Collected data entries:
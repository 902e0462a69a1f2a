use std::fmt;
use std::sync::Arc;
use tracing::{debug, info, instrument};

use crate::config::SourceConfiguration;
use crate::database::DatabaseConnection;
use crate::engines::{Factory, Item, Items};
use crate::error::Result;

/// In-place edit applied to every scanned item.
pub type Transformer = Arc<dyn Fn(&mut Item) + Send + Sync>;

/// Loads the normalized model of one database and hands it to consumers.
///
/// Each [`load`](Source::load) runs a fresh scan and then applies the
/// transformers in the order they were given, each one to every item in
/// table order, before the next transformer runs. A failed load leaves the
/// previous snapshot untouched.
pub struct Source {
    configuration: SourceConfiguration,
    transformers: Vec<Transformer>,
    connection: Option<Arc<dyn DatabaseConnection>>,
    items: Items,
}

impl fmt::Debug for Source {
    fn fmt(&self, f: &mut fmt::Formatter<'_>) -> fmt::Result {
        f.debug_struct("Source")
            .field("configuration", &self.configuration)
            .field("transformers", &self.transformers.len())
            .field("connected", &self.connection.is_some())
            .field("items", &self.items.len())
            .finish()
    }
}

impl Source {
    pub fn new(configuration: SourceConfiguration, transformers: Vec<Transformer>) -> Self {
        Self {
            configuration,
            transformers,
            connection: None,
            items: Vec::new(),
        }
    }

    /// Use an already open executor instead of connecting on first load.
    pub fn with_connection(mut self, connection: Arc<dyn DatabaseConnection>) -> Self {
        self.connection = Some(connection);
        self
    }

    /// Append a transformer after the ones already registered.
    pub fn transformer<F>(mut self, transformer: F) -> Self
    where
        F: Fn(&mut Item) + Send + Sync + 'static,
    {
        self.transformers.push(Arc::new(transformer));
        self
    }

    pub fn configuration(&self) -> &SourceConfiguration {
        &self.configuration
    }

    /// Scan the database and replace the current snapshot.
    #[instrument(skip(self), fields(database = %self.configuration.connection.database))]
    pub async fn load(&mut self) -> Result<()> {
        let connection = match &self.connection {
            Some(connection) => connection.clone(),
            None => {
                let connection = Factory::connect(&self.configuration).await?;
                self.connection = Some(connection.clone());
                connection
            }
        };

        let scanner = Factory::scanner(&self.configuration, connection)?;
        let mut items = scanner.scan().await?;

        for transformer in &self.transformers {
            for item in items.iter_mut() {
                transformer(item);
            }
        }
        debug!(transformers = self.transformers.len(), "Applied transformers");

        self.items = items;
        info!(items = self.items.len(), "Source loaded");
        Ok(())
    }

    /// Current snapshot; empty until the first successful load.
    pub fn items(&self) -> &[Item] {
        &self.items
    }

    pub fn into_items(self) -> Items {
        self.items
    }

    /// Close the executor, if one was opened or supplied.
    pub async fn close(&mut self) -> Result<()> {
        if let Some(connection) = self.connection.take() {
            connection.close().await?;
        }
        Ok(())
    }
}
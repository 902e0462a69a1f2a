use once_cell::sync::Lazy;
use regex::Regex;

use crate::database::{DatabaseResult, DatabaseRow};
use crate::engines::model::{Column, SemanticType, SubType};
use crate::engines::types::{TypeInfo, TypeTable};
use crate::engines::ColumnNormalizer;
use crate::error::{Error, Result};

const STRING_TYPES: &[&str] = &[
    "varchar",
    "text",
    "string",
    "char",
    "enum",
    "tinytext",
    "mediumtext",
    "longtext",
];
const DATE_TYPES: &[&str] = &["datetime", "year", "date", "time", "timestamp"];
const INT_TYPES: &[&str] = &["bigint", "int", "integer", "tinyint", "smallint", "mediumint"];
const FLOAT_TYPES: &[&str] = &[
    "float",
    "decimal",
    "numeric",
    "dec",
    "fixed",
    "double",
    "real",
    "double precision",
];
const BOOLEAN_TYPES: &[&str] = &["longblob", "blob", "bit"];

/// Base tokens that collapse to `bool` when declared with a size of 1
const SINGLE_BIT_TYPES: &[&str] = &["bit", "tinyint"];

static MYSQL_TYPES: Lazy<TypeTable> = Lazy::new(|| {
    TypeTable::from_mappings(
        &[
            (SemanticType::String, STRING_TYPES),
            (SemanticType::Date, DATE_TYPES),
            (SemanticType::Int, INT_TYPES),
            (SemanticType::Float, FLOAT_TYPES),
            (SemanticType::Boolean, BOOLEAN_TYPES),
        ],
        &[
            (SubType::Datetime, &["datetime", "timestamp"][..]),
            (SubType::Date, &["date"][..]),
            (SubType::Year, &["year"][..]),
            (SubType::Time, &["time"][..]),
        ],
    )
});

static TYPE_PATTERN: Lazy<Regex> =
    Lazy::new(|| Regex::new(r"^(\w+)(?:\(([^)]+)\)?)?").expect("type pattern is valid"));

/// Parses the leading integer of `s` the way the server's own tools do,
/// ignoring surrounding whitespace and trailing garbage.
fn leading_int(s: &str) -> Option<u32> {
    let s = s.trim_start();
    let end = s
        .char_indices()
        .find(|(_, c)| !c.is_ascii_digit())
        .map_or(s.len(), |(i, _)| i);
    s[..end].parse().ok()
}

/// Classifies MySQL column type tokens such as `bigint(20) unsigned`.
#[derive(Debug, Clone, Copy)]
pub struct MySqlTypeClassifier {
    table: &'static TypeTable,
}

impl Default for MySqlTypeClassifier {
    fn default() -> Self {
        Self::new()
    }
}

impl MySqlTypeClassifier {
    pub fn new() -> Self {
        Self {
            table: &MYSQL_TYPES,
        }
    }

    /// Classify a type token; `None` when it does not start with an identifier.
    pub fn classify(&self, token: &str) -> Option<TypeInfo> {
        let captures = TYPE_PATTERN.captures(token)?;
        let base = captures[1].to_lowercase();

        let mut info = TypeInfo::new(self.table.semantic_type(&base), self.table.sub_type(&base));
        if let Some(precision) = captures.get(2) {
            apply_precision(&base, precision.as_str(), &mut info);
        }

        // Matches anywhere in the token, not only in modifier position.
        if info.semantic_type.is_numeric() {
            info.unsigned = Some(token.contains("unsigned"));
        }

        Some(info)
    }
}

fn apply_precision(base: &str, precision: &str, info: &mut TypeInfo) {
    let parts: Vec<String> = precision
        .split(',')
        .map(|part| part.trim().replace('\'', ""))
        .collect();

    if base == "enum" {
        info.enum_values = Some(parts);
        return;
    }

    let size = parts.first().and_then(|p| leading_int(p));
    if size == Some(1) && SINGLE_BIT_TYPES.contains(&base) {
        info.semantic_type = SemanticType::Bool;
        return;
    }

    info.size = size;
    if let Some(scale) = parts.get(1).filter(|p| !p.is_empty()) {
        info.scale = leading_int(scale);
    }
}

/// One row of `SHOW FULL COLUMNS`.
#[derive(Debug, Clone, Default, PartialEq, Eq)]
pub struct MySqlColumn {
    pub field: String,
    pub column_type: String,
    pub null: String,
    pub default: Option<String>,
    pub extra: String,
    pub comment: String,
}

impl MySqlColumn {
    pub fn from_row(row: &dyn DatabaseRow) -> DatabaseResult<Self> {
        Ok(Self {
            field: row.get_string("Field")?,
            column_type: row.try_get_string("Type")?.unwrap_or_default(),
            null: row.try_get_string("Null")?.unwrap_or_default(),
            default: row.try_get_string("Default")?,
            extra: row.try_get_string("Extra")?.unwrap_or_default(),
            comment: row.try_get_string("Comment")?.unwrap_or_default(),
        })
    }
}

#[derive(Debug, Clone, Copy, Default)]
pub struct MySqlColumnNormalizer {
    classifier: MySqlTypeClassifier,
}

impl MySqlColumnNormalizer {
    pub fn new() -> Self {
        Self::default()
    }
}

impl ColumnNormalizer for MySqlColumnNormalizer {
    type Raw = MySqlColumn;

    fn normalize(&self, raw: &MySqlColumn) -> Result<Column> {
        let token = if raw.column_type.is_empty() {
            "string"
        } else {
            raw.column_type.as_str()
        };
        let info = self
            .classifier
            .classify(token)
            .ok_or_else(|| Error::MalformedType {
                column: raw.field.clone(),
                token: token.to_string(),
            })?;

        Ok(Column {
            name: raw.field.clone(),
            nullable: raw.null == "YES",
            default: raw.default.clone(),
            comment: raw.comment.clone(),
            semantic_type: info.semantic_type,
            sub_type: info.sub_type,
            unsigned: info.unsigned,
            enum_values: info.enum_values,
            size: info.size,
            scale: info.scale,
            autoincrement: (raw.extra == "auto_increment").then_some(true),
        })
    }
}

* * *

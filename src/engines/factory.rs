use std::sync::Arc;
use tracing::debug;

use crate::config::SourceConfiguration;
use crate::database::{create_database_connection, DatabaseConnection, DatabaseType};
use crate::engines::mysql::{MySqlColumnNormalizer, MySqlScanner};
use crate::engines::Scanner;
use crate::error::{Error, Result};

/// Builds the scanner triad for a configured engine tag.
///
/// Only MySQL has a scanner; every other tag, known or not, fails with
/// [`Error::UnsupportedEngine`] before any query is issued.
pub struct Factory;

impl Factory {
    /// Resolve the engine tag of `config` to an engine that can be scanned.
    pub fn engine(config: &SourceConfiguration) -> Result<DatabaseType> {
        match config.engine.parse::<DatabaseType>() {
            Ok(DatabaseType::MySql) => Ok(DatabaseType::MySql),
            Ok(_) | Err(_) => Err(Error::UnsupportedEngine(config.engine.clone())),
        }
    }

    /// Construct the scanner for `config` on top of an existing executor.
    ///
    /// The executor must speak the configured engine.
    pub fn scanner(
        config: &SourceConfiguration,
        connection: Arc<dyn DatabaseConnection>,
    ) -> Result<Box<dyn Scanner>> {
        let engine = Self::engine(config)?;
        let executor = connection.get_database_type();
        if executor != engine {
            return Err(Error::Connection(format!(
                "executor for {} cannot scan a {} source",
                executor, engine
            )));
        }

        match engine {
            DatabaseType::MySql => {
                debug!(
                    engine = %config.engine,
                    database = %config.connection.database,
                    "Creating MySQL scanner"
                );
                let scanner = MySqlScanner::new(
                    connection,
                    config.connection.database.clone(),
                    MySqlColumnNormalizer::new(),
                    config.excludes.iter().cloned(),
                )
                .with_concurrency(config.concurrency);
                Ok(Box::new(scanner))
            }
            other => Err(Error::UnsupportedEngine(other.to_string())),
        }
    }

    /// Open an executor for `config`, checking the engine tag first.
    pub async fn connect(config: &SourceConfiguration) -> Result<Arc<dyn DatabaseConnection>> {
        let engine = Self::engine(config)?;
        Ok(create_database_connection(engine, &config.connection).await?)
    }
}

**Task**
If a line above includes the string "async", pick it out.

**Answer section**
    pub async fn load(&mut self) -> Result<()> {
    pub async fn close(&mut self) -> Result<()> {
    pub async fn connect(config: &SourceConfiguration) -> Result<Arc<dyn DatabaseConnection>> {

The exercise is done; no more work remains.